Most of the population was predominantly male (81%), the body mass index (BMI) was 24.82 ± 4.04 kg/m2. Thirteen (65%) patients were in functional class III and IV (NYHA), the most frequent heart failure etiology was the ischemic cardiomyopathy (61.9%), 12 (57.1%) patients had a history of smoking, and ten (47.6%) had undergone previous surgery (Table 1). Maximal respiratory pressures have a mean of 76.25% ± 31.54% predicted values for MIP and 75.8 ± 24.74% for MEP values. The study was approved by the Research Ethics Committee and all participants signed the informed consent.

Design and protocol

The study was described as a prospective cohort study where clinical assessment was initially performed, with information about the clinical and cardiovascular stage, followed by exercise protocol of 2-6 metabolic equivalents (METS). After this phase, patients were followed up for an average of 17.71 ± 6.43 months, according to the frequency of hospitalization, cardiac transplantation and mortality.

Standardized assessment

Using standardized assessment form, data were collected regarding medical history, such as comorbidities, smoking history, previous cardiovascular surgery, prior ischemic events in acute coronary, current medication, heart failure etiology, functional class and ejection fraction (in %) obtained from routine echocardiography examination, as well as information regarding physical examination and tests of respiratory muscle strength [10].
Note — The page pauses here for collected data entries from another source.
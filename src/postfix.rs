use crate::error::{Error, MalformedReason, Result};
use crate::lexer::{tokenize, Token};
use crate::symbols::{bit_char, Operator};
use log::trace;
use std::fmt;
use std::ops::Deref;
use std::str::FromStr;

#[derive(Debug, Clone, Copy, PartialEq, Eq)]
pub enum PostfixToken {
    Bit(bool),
    Operator(Operator),
}

impl PostfixToken {
    pub const fn symbol(self) -> char {
        match self {
            Self::Bit(b) => bit_char(b),
            Self::Operator(op) => op.symbol(),
        }
    }
}

/// An expression over literal bits in reverse polish notation.
#[derive(Debug, Clone, Default, PartialEq, Eq)]
pub struct Postfix(Vec<PostfixToken>);

impl Postfix {
    pub fn tokens(&self) -> &[PostfixToken] {
        &self.0
    }
}

impl Deref for Postfix {
    type Target = [PostfixToken];

    fn deref(&self) -> &Self::Target {
        &self.0
    }
}

impl From<Vec<PostfixToken>> for Postfix {
    fn from(tokens: Vec<PostfixToken>) -> Self {
        Self(tokens)
    }
}

impl fmt::Display for Postfix {
    fn fmt(&self, f: &mut fmt::Formatter<'_>) -> fmt::Result {
        self.0.iter().try_for_each(|t| write!(f, "{}", t.symbol()))
    }
}

impl FromStr for Postfix {
    type Err = Error;

    fn from_str(s: &str) -> Result<Self> {
        s.chars()
            .map(|c| match c {
                '0' => Ok(PostfixToken::Bit(false)),
                '1' => Ok(PostfixToken::Bit(true)),
                c => Operator::from_symbol(c)
                    .map(PostfixToken::Operator)
                    .ok_or(Error::malformed(MalformedReason::UnknownToken(c))),
            })
            .collect::<Result<Vec<_>>>()
            .map(Self)
    }
}

#[derive(Debug, Clone, Copy)]
enum StackEntry {
    // position of the '(' in the source, reported if it is never closed
    OpenParen(usize),
    Operator(Operator),
}

/// Converts a fully substituted infix expression into postfix order.
///
/// The input may only contain `0`, `1`, operators and parentheses; a variable
/// letter that was not substituted is reported as an invalid character.
/// `!` is pushed without comparing precedence, binary operators are left
/// associative. A trailing `!` is therefore still applied to the operand before
/// it: `1!` converts to the same postfix as `!1`.
pub fn to_postfix(expr: &str) -> Result<Postfix> {
    let mut stack: Vec<StackEntry> = Vec::new();
    let mut output: Vec<PostfixToken> = Vec::with_capacity(expr.len());

    for (position, token) in tokenize(expr)? {
        match token {
            Token::Bit(b) => output.push(PostfixToken::Bit(b)),
            Token::Variable(v) => {
                return Err(Error::InvalidCharacter {
                    character: v.name(),
                    position,
                })
            }
            Token::OpenParen => stack.push(StackEntry::OpenParen(position)),
            Token::CloseParen => loop {
                match stack.pop() {
                    Some(StackEntry::Operator(op)) => output.push(PostfixToken::Operator(op)),
                    Some(StackEntry::OpenParen(_)) => break,
                    None => return Err(Error::UnbalancedParenthesis { position }),
                }
            },
            Token::Operator(op) if op.is_unary() => stack.push(StackEntry::Operator(op)),
            Token::Operator(op) => {
                while let Some(&StackEntry::Operator(top)) = stack.last() {
                    if top.precedence() < op.precedence() {
                        break;
                    }
                    stack.pop();
                    output.push(PostfixToken::Operator(top));
                }
                stack.push(StackEntry::Operator(op));
            }
        }
    }

    while let Some(entry) = stack.pop() {
        match entry {
            StackEntry::Operator(op) => output.push(PostfixToken::Operator(op)),
            StackEntry::OpenParen(position) => {
                return Err(Error::UnbalancedParenthesis { position })
            }
        }
    }

    let postfix = Postfix(output);
    trace!("postfix of {expr}: {postfix}");

    Ok(postfix)
}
Low-intensity exercise protocol

After initial evaluation, patients underwent a protocol with six stages of exercise with intensity between 2 to 6 metabolic equivalents (Mets) [11]: exercise 1 - shoulder flexion-extension (20 reps) Exercise 2 - knee flexion-extension ( 20 reps) Exercise 3 - 35 meters walk with a speed of approximately 3 km / h, exercise 4 - walk up and down flight of stairs, exercise 5 - 200 meters walk with a speed of approximately 3 km / h; exercise 6 - walk up and down a flight of stairs.

During the implementation of the protocol, it was performed the monitoring of the heart rate (bpm), blood pressure (BP, mmHg), mean arterial pressure (MAP, mmHg), double product (DP, mmHg / bpm), Borg Scale of Perceived Exertion (PE), and continuous Electrocardiography (ECG) telemetry (QUARK T12 model CO9055-32-99, Cosmed ®, Italy), which offered instant information on electrocardiography.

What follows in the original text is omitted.